Murakami, Y; Ogasawara, H; Sakauchi, N; Narita, H; Hamada, S; Ohashi, M; Noguchi, O; Tanaka, N; Misawa, N; Inomata, N 

1992 

1 

Oyo Yakuri
ISSN: 0300-8533 

DART/TER/93000442 

43 

4 

Japanese 

Tocoretinate, a newly synthesized ester compound of retinoic acid with dl-alpha-tocopherol, is expected to be clinically useful in treating skin ulcer and keratosis. A perinatal and postnatal toxicity study was carried out to evaluate the effect of tocoretinate on the parturition and nursing behavior of female rats and on the growth and development of the first (F1) generation offspring.

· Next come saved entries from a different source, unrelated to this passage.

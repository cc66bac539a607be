//! RuuviTag advertisement parser.
//!
//! Payload decoding is done by `ruuvi-decoders`; this module turns the decoded
//! values into a [`SensorUpdate`] that the entity layer understands.

use crate::mac_address::MacAddress;
use crate::measurement::{DataFormat, Measurement};
use crate::scanner::Advertisement;
use crate::sensor_data::{SensorDeviceClass, SensorDeviceInfo, SensorUpdate, Units};
use ruuvi_decoders::{v5, v6};
use thiserror::Error;

pub const MANUFACTURER: &str = "Ruuvi Innovations Ltd.";

/// Error types for decoding RuuviTag data.
#[derive(Error, Debug, Clone, PartialEq)]
pub enum DecodeError {
    /// Unsupported RuuviTag data format (e.g., V2, V3, V4)
    #[error("Unsupported format: {0}")]
    UnsupportedFormat(String),
    /// Invalid or corrupted data that cannot be decoded
    #[error("Invalid data: {0}")]
    InvalidData(String),
    /// Decoder library returned an error
    #[error("Decoder error: {0}")]
    DecoderError(String),
}

/// Decode manufacturer data from a RuuviTag into a Measurement.
///
/// # Arguments
/// * `mac` - The MAC address of the device
/// * `data` - The manufacturer-specific data bytes (without the company ID prefix)
pub fn decode_ruuvi_data(mac: MacAddress, data: &[u8]) -> Result<Measurement, DecodeError> {
    match data.first() {
        None => Err(DecodeError::InvalidData("Empty data".into())),
        Some(5) => decode_v5_measurement(mac, data),
        Some(6) => decode_v6_measurement(mac, data),
        Some(format) => Err(DecodeError::UnsupportedFormat(format!(
            "RuuviTag data format {format} (only V5 and V6 supported)"
        ))),
    }
}

fn decode_v5_measurement(mac: MacAddress, data: &[u8]) -> Result<Measurement, DecodeError> {
    let tag = v5::decode(data).map_err(|e| {
        DecodeError::DecoderError(format!("Failed to decode RuuviTag data: {e:?}"))
    })?;

    let acceleration = match (tag.acceleration_x, tag.acceleration_y, tag.acceleration_z) {
        (Some(x), Some(y), Some(z)) => Some((f64::from(x), f64::from(y), f64::from(z))),
        _ => None,
    };

    Ok(Measurement {
        mac,
        format: DataFormat::V5,
        temperature: tag.temperature,
        humidity: tag.humidity,
        pressure: tag.pressure,
        battery_voltage: tag.battery_voltage.map(f64::from),
        movement_counter: tag.movement_counter.map(u32::from),
        acceleration,
        pm2_5: None,
        co2: None,
        voc_index: None,
        nox_index: None,
        luminosity: None,
    })
}

fn decode_v6_measurement(mac: MacAddress, data: &[u8]) -> Result<Measurement, DecodeError> {
    let tag = v6::decode(data).map_err(|e| {
        DecodeError::DecoderError(format!("Failed to decode RuuviTag data: {e:?}"))
    })?;

    Ok(Measurement {
        mac,
        format: DataFormat::V6,
        temperature: tag.temperature,
        humidity: tag.humidity,
        // Decoder returns hPa; store as Pa to stay consistent with v5 handling.
        pressure: tag.pressure.map(|hpa| hpa * 100.0),
        battery_voltage: None,
        movement_counter: None,
        acceleration: None,
        pm2_5: tag.pm2_5,
        co2: tag.co2.map(f64::from),
        voc_index: tag.voc_index.map(f64::from),
        nox_index: tag.nox_index.map(f64::from),
        luminosity: tag.luminosity,
    })
}

/// Parses RuuviTag advertisements into sensor updates.
#[derive(Debug, Default, Clone, Copy)]
pub struct RuuvitagDeviceData;

impl RuuvitagDeviceData {
    /// Name shown for a tag before the user picks one, e.g. `RuuviTag EEFF`.
    pub fn default_name(mac: &MacAddress) -> String {
        format!("RuuviTag {}", mac.short_id())
    }

    pub fn update(&self, advertisement: &Advertisement) -> Result<SensorUpdate, DecodeError> {
        let measurement = decode_ruuvi_data(advertisement.mac, &advertisement.manufacturer_data)?;
        let mut update = measurement_to_sensor_update(&measurement);

        if let Some(rssi) = advertisement.rssi {
            update.update_sensor(
                "signal_strength",
                Some(Units::SignalStrengthDecibelsMilliwatt),
                i64::from(rssi),
                SensorDeviceClass::SignalStrength,
                "Signal Strength",
            );
        }

        Ok(update)
    }
}

fn measurement_to_sensor_update(m: &Measurement) -> SensorUpdate {
    let name = RuuvitagDeviceData::default_name(&m.mac);
    let mut update = SensorUpdate {
        title: Some(name.clone()),
        ..Default::default()
    };
    update.devices.insert(
        None,
        SensorDeviceInfo {
            name: Some(name),
            model: Some(m.format.model().to_string()),
            manufacturer: Some(MANUFACTURER.to_string()),
            sw_version: None,
            hw_version: None,
        },
    );

    macro_rules! sensor {
        ($key:literal, $unit:expr, $class:expr, $name:literal, $val:expr) => {
            if let Some(v) = $val {
                update.update_sensor($key, $unit, v, $class, $name);
            }
        };
    }

    sensor!(
        "temperature",
        Some(Units::TempCelsius),
        SensorDeviceClass::Temperature,
        "Temperature",
        m.temperature
    );
    sensor!(
        "humidity",
        Some(Units::Percentage),
        SensorDeviceClass::Humidity,
        "Humidity",
        m.humidity
    );
    sensor!(
        "pressure",
        Some(Units::PressureHpa),
        SensorDeviceClass::Pressure,
        "Pressure",
        m.pressure.map(|pa| pa / 100.0)
    );
    sensor!(
        "voltage",
        Some(Units::ElectricPotentialMillivolt),
        SensorDeviceClass::Voltage,
        "Battery Voltage",
        m.battery_voltage.map(|mv| mv.round() as i64)
    );
    sensor!(
        "movement_counter",
        None,
        SensorDeviceClass::Count,
        "Movement Counter",
        m.movement_counter.map(i64::from)
    );

    if let Some((x, y, z)) = m.acceleration {
        for (key, name, value) in [
            ("acceleration_x", "Acceleration X", x),
            ("acceleration_y", "Acceleration Y", y),
            ("acceleration_z", "Acceleration Z", z),
        ] {
            update.update_sensor(
                key,
                Some(Units::AccelerationMilliG),
                value.round() as i64,
                SensorDeviceClass::Acceleration,
                name,
            );
        }
    }

    sensor!(
        "pm25",
        Some(Units::ConcentrationMicrogramsPerCubicMeter),
        SensorDeviceClass::Pm25,
        "PM2.5",
        m.pm2_5
    );
    sensor!(
        "carbon_dioxide",
        Some(Units::ConcentrationPartsPerMillion),
        SensorDeviceClass::CarbonDioxide,
        "Carbon Dioxide",
        m.co2
    );
    sensor!(
        "voc_index",
        None,
        SensorDeviceClass::VolatileOrganicCompounds,
        "VOC Index",
        m.voc_index
    );
    sensor!(
        "nox_index",
        None,
        SensorDeviceClass::NitrogenOxides,
        "NOx Index",
        m.nox_index
    );
    sensor!(
        "illuminance",
        Some(Units::LightLux),
        SensorDeviceClass::Illuminance,
        "Illuminance",
        m.luminosity
    );

    update
}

Tocoretinate was administered orally to female rats at a dose of 100, 300 or 1,000 mg/kg/day from day 17 of pregnancy to day 21 after delivery. Vehicle-treated female rats were used as controls. Results showed: Food consumption was reduced in the tocoretinate-treated dams although their body weight, delivery or nursing were not affected. The drug given to mothers had no effects on the growth, physical differentiation, learning behavior, emotionality, sexual maturation or reproductive performance of the F1 offspring. External, skeletal and visceral examinations showed no significant increase in the incidence of malformations of the second (F2) generation fetuses due to tocoretinate given to grandmothers. No changes attributable to tocoretinate occurred in the viability or growth of the F2 pups. The results indicate that the maximum safety dose of tocoretinate is above 1,000 mg/kg/day in terms of general toxicity to dams, reproductive toxicity to dams and the toxicity in growth and development of the next generation offspring.